Work request> If a line below holds the word "dump", count it; then say how many such lines there are and nothing else.

——————

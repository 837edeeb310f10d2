// Copyright 2025 the Understory Authors
// SPDX-License-Identifier: Apache-2.0 OR MIT

#![cfg(feature = "compare_rstar")]

use criterion::{BatchSize, Criterion, Throughput, black_box, criterion_group, criterion_main};
use understory_kdtree::{KdTree, Norm, Point, Value};

use rstar::RTree;

fn gen_grid_points(n: usize, cell: f64) -> Vec<Point<f64>> {
    let mut out = Vec::with_capacity(n * n);
    for y in 0..n {
        for x in 0..n {
            out.push(Point::new(x as f64 * cell, y as f64 * cell));
        }
    }
    out
}

fn to_rstar_points(v: &[Point<f64>]) -> Vec<[f64; 2]> {
    v.iter().map(|p| [p.x, p.y]).collect()
}

fn bench_nearest_external_compare_f64(c: &mut Criterion) {
    let mut group = c.benchmark_group("nearest_external_compare_f64");
    for &n in &[64usize, 128] {
        let points = gen_grid_points(n, 10.0);
        let extent = n as f64 * 10.0;
        let queries: Vec<Point<f64>> = (0..256)
            .map(|i| Point::new(f64::from(i) * 3.7 % extent, f64::from(i) * 5.3 % extent))
            .collect();
        group.throughput(Throughput::Elements((n * n) as u64));

        group.bench_function(format!("understory_build_query_n{}", n), |b| {
            b.iter(|| {
                let mut tree = KdTree::new();
                for (i, p) in points.iter().enumerate() {
                    tree.insert(*p, i as u32);
                }
                for q in &queries {
                    black_box(tree.find_closest(q, Norm::L2));
                }
            });
        });

        group.bench_function(format!("understory_build_query_bulk_n{}", n), |b| {
            b.iter_batched(
                || {
                    let entries: Vec<_> = points
                        .iter()
                        .enumerate()
                        .map(|(i, p)| Value::new(*p, i as u32))
                        .collect();
                    entries
                },
                |entries| {
                    let tree = KdTree::from_values(entries);
                    for q in &queries {
                        black_box(tree.find_closest(q, Norm::L2));
                    }
                },
                BatchSize::SmallInput,
            );
        });

        group.bench_function(format!("rstar_build_query_bulk_n{}", n), |b| {
            b.iter_batched(
                || to_rstar_points(&points),
                |pts| {
                    let tree = RTree::bulk_load(pts);
                    for q in &queries {
                        black_box(tree.nearest_neighbor(&[q.x, q.y]));
                    }
                },
                BatchSize::SmallInput,
            );
        });
    }
    group.finish();
}

criterion_group!(benches, bench_nearest_external_compare_f64);
criterion_main!(benches);
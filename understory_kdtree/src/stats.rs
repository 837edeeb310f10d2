// Copyright 2025 the Understory Authors
// SPDX-License-Identifier: Apache-2.0 OR MIT

//! Depth and balance diagnostics, and a human-readable tree dump.
//!
//! None of this is a stable machine contract; the formats are for debugging.

use alloc::string::{String, ToString};
use core::fmt::{self, Display};

use crate::node::Node;
use crate::tree::KdTree;
use crate::types::{Scalar, sqrt};

/// Snapshot of a tree's shape statistics.
///
/// Displayed as `size: N, max depth: D, avg depth: A, std dev: S, balance: B`.
#[derive(Copy, Clone, Debug, PartialEq)]
pub struct Balance {
    /// Number of values.
    pub size: usize,
    /// See [`KdTree::depth_max`].
    pub depth_max: usize,
    /// See [`KdTree::depth_avg`].
    pub depth_avg: f64,
    /// See [`KdTree::depth_stddev`].
    pub depth_stddev: f64,
    /// See [`KdTree::balance_factor`].
    pub balance_factor: f64,
}

impl Display for Balance {
    fn fmt(&self, f: &mut fmt::Formatter<'_>) -> fmt::Result {
        write!(
            f,
            "size: {}, max depth: {}, avg depth: {:.3}, std dev: {:.3}, balance: {:.3}",
            self.size, self.depth_max, self.depth_avg, self.depth_stddev, self.balance_factor
        )
    }
}

impl<T: Scalar, P> KdTree<T, P> {
    /// Largest node depth, or 0 for an empty tree.
    pub fn depth_max(&self) -> usize {
        self.nodes().map(|n| n.depth).max().unwrap_or(0)
    }

    /// Mean node depth, from the incrementally tracked depth sum. 0 when empty.
    pub fn depth_avg(&self) -> f64 {
        if self.counters.count == 0 {
            return 0.0;
        }
        self.counters.sum_depth as f64 / self.counters.count as f64
    }

    /// Structural imbalance measure.
    ///
    /// One bottom-up pass computes, for each subtree, its height and an
    /// accumulator equal to the accumulators of both children plus the squared
    /// difference of their heights. The result is `sqrt(acc(root) / len)`.
    /// This is 0 for a tree where every node's subtrees have equal height; it
    /// is not the statistical standard deviation of node depths.
    pub fn depth_stddev(&self) -> f64 {
        if self.counters.count == 0 {
            return 0.0;
        }
        let (_, acc) = height_imbalance(self.root.as_deref());
        sqrt(acc / self.counters.count as f64)
    }

    /// Number of nodes without children.
    pub fn leaf_count(&self) -> usize {
        self.nodes().filter(|n| n.is_leaf()).count()
    }

    /// `2 * leaf_count / len`, or 1 for an empty tree.
    ///
    /// A complete tree scores close to 1; a chain scores close to 0. Lower means
    /// more nodes have a single child.
    pub fn balance_factor(&self) -> f64 {
        if self.counters.count == 0 {
            return 1.0;
        }
        2.0 * self.leaf_count() as f64 / self.counters.count as f64
    }

    /// All balance statistics at once.
    pub fn balance(&self) -> Balance {
        Balance {
            size: self.len(),
            depth_max: self.depth_max(),
            depth_avg: self.depth_avg(),
            depth_stddev: self.depth_stddev(),
            balance_factor: self.balance_factor(),
        }
    }

    /// One-line balance summary, as printed by [`Balance`]'s `Display`.
    pub fn balance_str(&self) -> String {
        self.balance().to_string()
    }
}

impl<T: Scalar + Display, P: Display> KdTree<T, P> {
    /// Indented dump of the tree, one value per line.
    ///
    /// Child 0 is drawn with `├─` and child 1 with `└─`.
    pub fn dump(&self) -> String {
        self.to_string()
    }
}

/// `(height, accumulator)` of a subtree, see [`KdTree::depth_stddev`].
fn height_imbalance<T, P>(node: Option<&Node<T, P>>) -> (usize, f64) {
    let Some(node) = node else {
        return (0, 0.0);
    };
    let (lh, lacc) = height_imbalance(node.children[0].as_deref());
    let (rh, racc) = height_imbalance(node.children[1].as_deref());
    let diff = lh.abs_diff(rh) as f64;
    (lh.max(rh) + 1, lacc + racc + diff * diff)
}

fn fmt_subtree<T: Display, P: Display>(
    f: &mut fmt::Formatter<'_>,
    node: Option<&Node<T, P>>,
    prefix: &mut String,
    first: bool,
) -> fmt::Result {
    let Some(node) = node else {
        return Ok(());
    };
    writeln!(f, "{prefix}{}{}", if first { "├─" } else { "└─" }, node.value)?;
    let len = prefix.len();
    prefix.push_str(if first { "│ " } else { "  " });
    fmt_subtree(f, node.children[0].as_deref(), prefix, true)?;
    fmt_subtree(f, node.children[1].as_deref(), prefix, false)?;
    prefix.truncate(len);
    Ok(())
}

impl<T: Display, P: Display> Display for KdTree<T, P> {
    fn fmt(&self, f: &mut fmt::Formatter<'_>) -> fmt::Result {
        let Some(root) = self.root.as_deref() else {
            return Ok(());
        };
        writeln!(f, "{}", root.value)?;
        let mut prefix = String::new();
        fmt_subtree(f, root.children[0].as_deref(), &mut prefix, true)?;
        fmt_subtree(f, root.children[1].as_deref(), &mut prefix, false)
    }
}
// Copyright 2025 the Understory Authors
// SPDX-License-Identifier: Apache-2.0 OR MIT

//! Distance metrics for nearest-neighbor queries.

use crate::types::{Point, Scalar, lt};

/// Distance metric used by [`KdTree::find_closest`](crate::KdTree::find_closest)
/// and [`KdTree::pop_closest`](crate::KdTree::pop_closest).
///
/// All distances are computed in the scalar's widened accumulator type.
#[derive(Copy, Clone, Debug, Default, PartialEq, Eq, Hash)]
pub enum Norm {
    /// Manhattan distance: `|dx| + |dy|`.
    L1,
    /// Squared Euclidean distance: `dx² + dy²`.
    ///
    /// The square root is never taken; the ordering of candidates is the same.
    #[default]
    L2,
    /// Chebyshev distance: `max(|dx|, |dy|)`.
    Linf,
}

impl Norm {
    /// Distance between `a` and `b` under this norm.
    #[inline]
    pub fn distance<T: Scalar>(self, a: &Point<T>, b: &Point<T>) -> T::Acc {
        let dx = T::abs_delta(a.x, b.x);
        let dy = T::abs_delta(a.y, b.y);
        match self {
            Self::L1 => T::acc_add(dx, dy),
            Self::L2 => T::acc_add(T::acc_mul(dx, dx), T::acc_mul(dy, dy)),
            Self::Linf => {
                if lt(dx, dy) {
                    dy
                } else {
                    dx
                }
            }
        }
    }

    /// Lower bound on the distance to any point on the far side of a split at `split`,
    /// in the same units as [`Norm::distance`].
    #[inline]
    pub fn axis_distance<T: Scalar>(self, coord: T, split: T) -> T::Acc {
        let d = T::abs_delta(coord, split);
        match self {
            Self::L1 | Self::Linf => d,
            Self::L2 => T::acc_mul(d, d),
        }
    }
}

——————

Reply> 3